[Collected data entries]

== Segment start ==

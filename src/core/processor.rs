//! The normalization pipeline.
//!
//! For every user: decode each event, sort chronologically, classify, and
//! append the records to one flat output. Users are independent, so with the
//! `parallel` feature they can be processed on a rayon pool.

use std::collections::BTreeMap;

use tracing::{debug, info, warn};

use crate::classify::{ClassifyContext, FlowMatcher, classify_event};
use crate::config::{ErrorPolicy, PipelineConfig};
use crate::core::models::{ChannelDescriptor, ChannelDirectory, FlowRule, RawEvent};
use crate::error::{ChatnormError, Result};
use crate::parsing::decode_payload;
use crate::record::NormalizedRecord;

/// Raw events keyed by user id, in arbitrary order within each user.
pub type UserEvents = BTreeMap<String, Vec<RawEvent>>;

/// Anything that happened at an epoch-millisecond instant.
pub trait Timestamped {
    fn timestamp_ms(&self) -> i64;
}

impl Timestamped for RawEvent {
    fn timestamp_ms(&self) -> i64 {
        self.timestamp_ms
    }
}

/// Sorts by timestamp ascending. Ties keep their input order.
pub fn sort_chronologically<T: Timestamped>(items: &mut [T]) {
    items.sort_by_key(|item| item.timestamp_ms());
}

/// An event whose payload has been decoded to text.
#[derive(Debug, Clone)]
pub struct DecodedEvent<'a> {
    pub event: &'a RawEvent,
    pub text: String,
}

impl Timestamped for DecodedEvent<'_> {
    fn timestamp_ms(&self) -> i64 {
        self.event.timestamp_ms
    }
}

/// Statistics about a normalization run.
#[derive(Debug, Clone, Copy, Default, PartialEq, Eq)]
pub struct ProcessingStats {
    pub users: usize,
    pub events: usize,
    pub records: usize,
    /// Events dropped under [`ErrorPolicy::Skip`]
    pub skipped: usize,
    /// Records emitted as fallbacks for malformed bot turns
    pub warnings: usize,
}

impl ProcessingStats {
    fn absorb(&mut self, other: ProcessingStats) {
        self.users += other.users;
        self.events += other.events;
        self.records += other.records;
        self.skipped += other.skipped;
        self.warnings += other.warnings;
    }
}

/// Output of a run.
#[derive(Debug, Default)]
pub struct Normalized {
    pub records: Vec<NormalizedRecord>,
    pub stats: ProcessingStats,
    /// Per-event errors that were skipped rather than fatal
    pub skipped: Vec<ChatnormError>,
    /// Malformed bot turns that produced `UNKNOWN` fallback records
    pub warnings: Vec<ChatnormError>,
}

impl Normalized {
    fn absorb(&mut self, other: Normalized) {
        self.records.extend(other.records);
        self.stats.absorb(other.stats);
        self.skipped.extend(other.skipped);
        self.warnings.extend(other.warnings);
    }
}

/// A configured normalization run.
///
/// Holds the channel directory, the compiled flow rules and the config for
/// the lifetime of the run; nothing is global.
///
/// # Example
///
/// ```rust
/// use chatnorm::core::models::{ChannelDescriptor, ChannelDirectory, EventSource, FlowRule, RawEvent};
/// use chatnorm::core::processor::{Pipeline, UserEvents};
/// use chatnorm::config::PipelineConfig;
///
/// # fn main() -> chatnorm::Result<()> {
/// let directory = ChannelDirectory::new(vec![ChannelDescriptor::new("ch-1", "FACEBOOK")]);
/// let rules = vec![FlowRule::new("BOOKING", ["book.*room"])];
/// let pipeline = Pipeline::new(directory, &rules, PipelineConfig::new())?;
///
/// let mut users = UserEvents::new();
/// users.insert("u1".into(), vec![
///     RawEvent::from_payload("ch-1", 2_000, EventSource::Automation, r#"[{"text": "book a room"}]"#)
///         .with_channel_type("FACEBOOK"),
///     RawEvent::from_payload("ch-1", 1_000, EventSource::Human, r#"{"text": "hello"}"#),
/// ]);
///
/// let out = pipeline.run(&users)?;
/// assert_eq!(out.records.len(), 2);
/// assert_eq!(out.records[0].message, "hello");
/// assert_eq!(out.records[1].flow, "BOOKING");
/// # Ok(())
/// # }
/// ```
#[derive(Debug, Clone)]
pub struct Pipeline {
    directory: ChannelDirectory,
    flows: FlowMatcher,
    config: PipelineConfig,
}

impl Pipeline {
    /// Compiles the flow rules and captures the run's inputs.
    pub fn new(
        directory: ChannelDirectory,
        rules: &[FlowRule],
        config: PipelineConfig,
    ) -> Result<Self> {
        Ok(Self {
            directory,
            flows: FlowMatcher::new(rules)?,
            config,
        })
    }

    pub fn config(&self) -> &PipelineConfig {
        &self.config
    }

    fn context(&self) -> ClassifyContext<'_> {
        ClassifyContext::new(&self.directory, &self.flows)
    }

    /// Normalizes every user's events into one flat record list.
    ///
    /// Within a user, records follow event time. Across users, order follows
    /// the map unless users are processed in parallel.
    pub fn run(&self, users: &UserEvents) -> Result<Normalized> {
        info!(
            users = users.len(),
            channels = self.directory.len(),
            flows = self.flows.len(),
            policy = %self.config.error_policy,
            "normalizing events"
        );

        let outcomes = self.process_users(users)?;

        let mut out = Normalized::default();
        for outcome in outcomes {
            out.absorb(outcome);
        }

        info!(
            events = out.stats.events,
            records = out.stats.records,
            skipped = out.stats.skipped,
            warnings = out.stats.warnings,
            "normalization finished"
        );
        Ok(out)
    }

    #[cfg(feature = "parallel")]
    fn process_users(&self, users: &UserEvents) -> Result<Vec<Normalized>> {
        use rayon::prelude::*;

        if self.config.parallel {
            return users
                .par_iter()
                .map(|(user_id, events)| self.process_user(user_id, events))
                .collect();
        }
        self.process_users_sequential(users)
    }

    #[cfg(not(feature = "parallel"))]
    fn process_users(&self, users: &UserEvents) -> Result<Vec<Normalized>> {
        self.process_users_sequential(users)
    }

    fn process_users_sequential(&self, users: &UserEvents) -> Result<Vec<Normalized>> {
        users
            .iter()
            .map(|(user_id, events)| self.process_user(user_id, events))
            .collect()
    }

    /// Decodes, sorts and classifies one user's events.
    pub fn process_user(&self, user_id: &str, events: &[RawEvent]) -> Result<Normalized> {
        let mut out = Normalized {
            stats: ProcessingStats {
                users: 1,
                events: events.len(),
                ..ProcessingStats::default()
            },
            ..Normalized::default()
        };

        let mut decoded = Vec::with_capacity(events.len());
        for event in events {
            match decode_payload(&event.encoded_payload) {
                Ok(text) => decoded.push(DecodedEvent { event, text }),
                Err(e) => self.reject(&mut out, e.in_event(user_id, event.timestamp_ms))?,
            }
        }

        sort_chronologically(&mut decoded);

        let ctx = self.context();
        for DecodedEvent { event, text } in &decoded {
            match classify_event(&ctx, event, text, user_id) {
                Ok(classified) => {
                    if let Some(warning) = classified.warning {
                        let warning = warning.in_event(user_id, event.timestamp_ms);
                        warn!(error = %warning, "fallback record for malformed bot turn");
                        out.warnings.push(warning);
                    }
                    out.records.push(classified.record);
                }
                Err(e) => self.reject(&mut out, e.in_event(user_id, event.timestamp_ms))?,
            }
        }

        out.stats.records = out.records.len();
        out.stats.skipped = out.skipped.len();
        out.stats.warnings = out.warnings.len();
        debug!(user = user_id, records = out.stats.records, "user processed");
        Ok(out)
    }

    /// Applies the error policy to a failed event.
    fn reject(&self, out: &mut Normalized, err: ChatnormError) -> Result<()> {
        match self.config.error_policy {
            ErrorPolicy::Abort => Err(err),
            ErrorPolicy::Skip => {
                warn!(error = %err, "skipping event");
                out.skipped.push(err);
                Ok(())
            }
        }
    }
}

/// One-shot normalization with the default (abort) policy.
pub fn normalize(
    channels: Vec<ChannelDescriptor>,
    rules: &[FlowRule],
    users: &UserEvents,
) -> Result<Vec<NormalizedRecord>> {
    let pipeline = Pipeline::new(ChannelDirectory::new(channels), rules, PipelineConfig::new())?;
    Ok(pipeline.run(users)?.records)
}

== Segment end ==

§ Work item:
Read the entries and show each line that mentions "EventSource".

§ Your solution:
/// use chatnorm::core::models::{ChannelDescriptor, ChannelDirectory, EventSource, FlowRule, RawEvent};
///     RawEvent::from_payload("ch-1", 2_000, EventSource::Automation, r#"[{"text": "book a room"}]"#)
///     RawEvent::from_payload("ch-1", 1_000, EventSource::Human, r#"{"text": "hello"}"#),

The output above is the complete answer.